Jeff Atwood, founder of the popular coding site Stack Overflow, has published an extended and entertaining rant about the lamentable state of password policy among developers. The post, subtly titled "Password rules are bullshit," points out that the current format for password rules, such as including a certain mix of …
Password complexity is not the issue (to a certain point), the systems controlling them are. Rate limiting attempts, max tries per minute, hour day, pattern detection (such as logging the failures IP/MAC to multiple UIDs) and 2FA massively reduce brute force. Don't get my wrong blocking most used passwords is also required.
I do have to echo a few other posters.
"First, assume that the hackers have the encrypted password database"
That means they have completely powned the site. They likely have my address, credit card numbers, history and preference in sexual aid size, texture and color.
And they have probably left keyloggers and transaction loggers to make their future data collection painless.
And you are worried about my password? Why?
Instead, why don't you focus on securing the site. Separate out the information display from financial transactions. Isolate the potentially-compromising details from the "who cares" data.
My power company website is a prime example of stupidity. The only thing I usually want to do is check my usage data. But they require a complex password, and prevent using a password manager. They they load a whole complex active page, referencing external sites and immediately showing me a bunch of static account details. Details that I don't care about, except in the rare case that I want to modify my account, but that could be useful for causing problems with the account. Clearly real security isn't the priority, rather 'security theater' implemented with password pain.
>That means they have completely powned the site. They likely have my<
It means they have an /encrypted copy/ of your "address, credit card numbers, history and preference in sexual aid size, texture and color.". Of course, if they can guess your password, because you've used a line from your favourite song, /then/ they can decrypt your data.
Are you alleging with a straight face those records are likely to be actually encrypted while it's unfortunately still common* to see sites that can mail you your password back...?
* Yes it is - it last happened to me yesterday on an e-commerce site no less, not much I could do beyond immediately changing it to an old one I no longer use anywhere...
Um, how else can they deal with unknown hacked accounts, then? Forced password changes either close those doors (the hacked details aren't valid anymore) or draw them into the open (because the hacker is forced to changed the particulars and the real user gets locked out).
We keep hearing from security "experts" that passwords can be cracked in no time thanks to fast processors. This is, however, total bullshit for any reasonably secure system because such a system will lock an account at least temporarily should the incorrect password be used more than a certain number of times. So I care not that you have a brute forcing system that can generate five bazillion passwords a second. Even a fairly loose system will lock your account for a few minutes after half a dozen attempts. This being the case your amazing password generating breast will take years to crack even a fairly simple password.
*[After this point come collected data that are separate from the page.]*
// src/ifs/diagnostics.rs

use crate::math::geometry::polygon::{AffineMap, Degeneracy, TransformSet};
use serde::Serialize;
use std::fmt;
use tracing::warn;

/// Hinweise, die einen Lauf nie abbrechen, aber dem Aufrufer mitgeteilt werden.
#[derive(Debug, Clone, PartialEq, Serialize)]
#[serde(tag = "kind", rename_all = "snake_case")]
pub enum Diagnostic {
    /// Eine Abbildung mit nicht-positivem oder nicht-endlichem Parameter.
    /// `reason` benennt den betroffenen Parameter, `map` trägt die Werte.
    DegenerateMap {
        index: usize,
        map: AffineMap,
        reason: Degeneracy,
    },
    /// Die geschätzte Ausgabegröße liegt über der Schwelle.
    SizeWarning {
        estimated_vertices: u64,
        threshold: u64,
    },
}

impl fmt::Display for Diagnostic {
    fn fmt(&self, f: &mut fmt::Formatter<'_>) -> fmt::Result {
        match self {
            Diagnostic::DegenerateMap { index, map, reason } => {
                let value = match reason {
                    Degeneracy::NonPositiveScale | Degeneracy::NonFiniteScale => {
                        format!("{}", map.scale)
                    }
                    Degeneracy::NonFiniteRotation => format!("{}", map.rotation),
                    Degeneracy::NonFiniteShift => format!("({}, {})", map.shift.x, map.shift.y),
                };
                write!(
                    f,
                    "Map {} has {} {} and breaks the contraction assumption",
                    index, reason, value
                )
            }
            Diagnostic::SizeWarning {
                estimated_vertices,
                threshold,
            } => write!(
                f,
                "Estimated output of {} vertices exceeds the threshold of {}; consider fewer iterations",
                estimated_vertices, threshold
            ),
        }
    }
}

/// Sammelt die Hinweise eines Laufs und protokolliert jeden einzeln.
#[derive(Debug, Default)]
pub(crate) struct DiagnosticSink {
    diagnostics: Vec<Diagnostic>,
}

impl DiagnosticSink {
    pub(crate) fn push(&mut self, diagnostic: Diagnostic) {
        warn!("{}", diagnostic);
        self.diagnostics.push(diagnostic);
    }

    pub(crate) fn check_degenerate_maps(&mut self, transforms: &TransformSet) {
        for (index, map, reason) in transforms.degenerate_maps() {
            self.push(Diagnostic::DegenerateMap {
                index,
                map: *map,
                reason,
            });
        }
    }

    pub(crate) fn check_size(&mut self, estimated_vertices: u64, threshold: u64) {
        if estimated_vertices > threshold {
            self.push(Diagnostic::SizeWarning {
                estimated_vertices,
                threshold,
            });
        }
    }

    pub(crate) fn into_vec(self) -> Vec<Diagnostic> {
        self.diagnostics
    }
}
// src/math/types/bounds.rs

use crate::math::types::Point2D;
use serde::{Deserialize, Serialize};

/// 2D Bounding Box (Axis-Aligned Bounding Box)
#[derive(Debug, Clone, Copy, PartialEq, Serialize, Deserialize)]
pub struct Bounds2D {
    pub min: Point2D,
    pub max: Point2D,
}

impl Bounds2D {
    /// Erstellt eine Bounding Box die alle Punkte umschließt
    pub fn from_points_iter<I>(points: I) -> Option<Self>
    where
        I: IntoIterator<Item = Point2D>,
    {
        let mut points_iter = points.into_iter();
        let first_point = points_iter.next()?;

        let mut min = first_point;
        let mut max = first_point;

        for point in points_iter {
            min.x = min.x.min(point.x);
            min.y = min.y.min(point.y);
            max.x = max.x.max(point.x);
            max.y = max.y.max(point.y);
        }

        Some(Self { min, max })
    }

    /// Zentrum der Bounding Box
    pub fn center(&self) -> Point2D {
        nalgebra::center(&self.min, &self.max)
    }

    /// Vergrößert jede Seite um `fraction · |Koordinate|`.
    ///
    /// Entspricht der Regel, nach der ein Plot seine Achsengrenzen um das
    /// Ergebnis legt: eine Koordinate von 0 bekommt keinen Rand.
    pub fn padded(&self, fraction: f64) -> Self {
        Self {
            min: Point2D::new(
                self.min.x - fraction * self.min.x.abs(),
                self.min.y - fraction * self.min.y.abs(),
            ),
            max: Point2D::new(
                self.max.x + fraction * self.max.x.abs(),
                self.max.y + fraction * self.max.y.abs(),
            ),
        }
    }
}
The whole problem of measuring security through password entropy is that you are putting the emphasis on the security on the weakest link and the area you have least control. The only reason that this seems to happen is that it reduces the provider liability.
As has already been stated, far better than longer and longer passwords is to introduce 2FA and login delays on incorrect logins. But this takes effort on the providers part, so we blame the users for choosing relatively easy to remember passwords.
The argument that if users choose short passwords means that passwords files are easy to decrypt again misses the point. It is not the users fault if a password file is stolen, nor is it there fault is the password is not stored in a salted method which should be at laest as good protection against dictionary attack as other password methods
So you get to a site with a password field required. You type in an arbitrary password, containing commas, spaces, emoji, and swear words in Russian, of arbitrary length.
Browser extension catches the password, cryptographically hashes it, and creates the password that is actually sent. For this, it does have to know about password rules specific to the site ("can send a maximum of 15 characters from the following set; must contain something from this other set"). Rules for widely known sites are provided with the extension, along with tools for adding the rules for new sites.
The site (which, if it's like most sites, would promptly lose your password to hackers) only sees and gives hackers the hashed result.
Drawback: if the extension exists only for browser X, you're screwed on browser Y. There are probably other drawbacks.
@Charles9 : If hackers can attack the browser, they can log keystrokes. The solution I propose is not a panacea; the only things it really addresses are removing site-specific limits on passwords and ensuring that sites never see an unhashed password. As a result, they cannot lose an unhashed password, something they currently do routinely. If the hash is salted -- you'd hope this would be a no-brainer -- then anything you lose can only be used on that one site, so it provides some security against password re-use.
This scheme does _not_ protect against other hazards; hackers can, for example, intercept the hashed password and send it to log into that particular site (i.e., you still need HTTPS) and can keylog, shoulder-surf, etc. I don't see any panaceas. You need complex passwords, salted and hashed so they can't be easily deciphered, limits on how many password attempts are allowed in a particular time interval, 2FA, and HTTPS... even though no one or two of these alone are sufficient.
"This scheme does _not_ protect against other hazards; hackers can, for example, intercept the hashed password and send it to log into that particular site (i.e., you still need HTTPS) and can keylog, shoulder-surf, etc. I don't see any panaceas. You need complex passwords, salted and hashed so they can't be easily deciphered, limits on how many password attempts are allowed in a particular time interval, 2FA, and HTTPS... even though no one or two of these alone are sufficient."
Except if you make things TOO complicated, you force people to create shortcuts that malcontents can exploit. You need a solution that's strong enough to block anything short of an insider or state yet simple enough that even the dullest drone can and will do it nigh-automatically.
in an environment where not everything is under a nice web front end using common platforms...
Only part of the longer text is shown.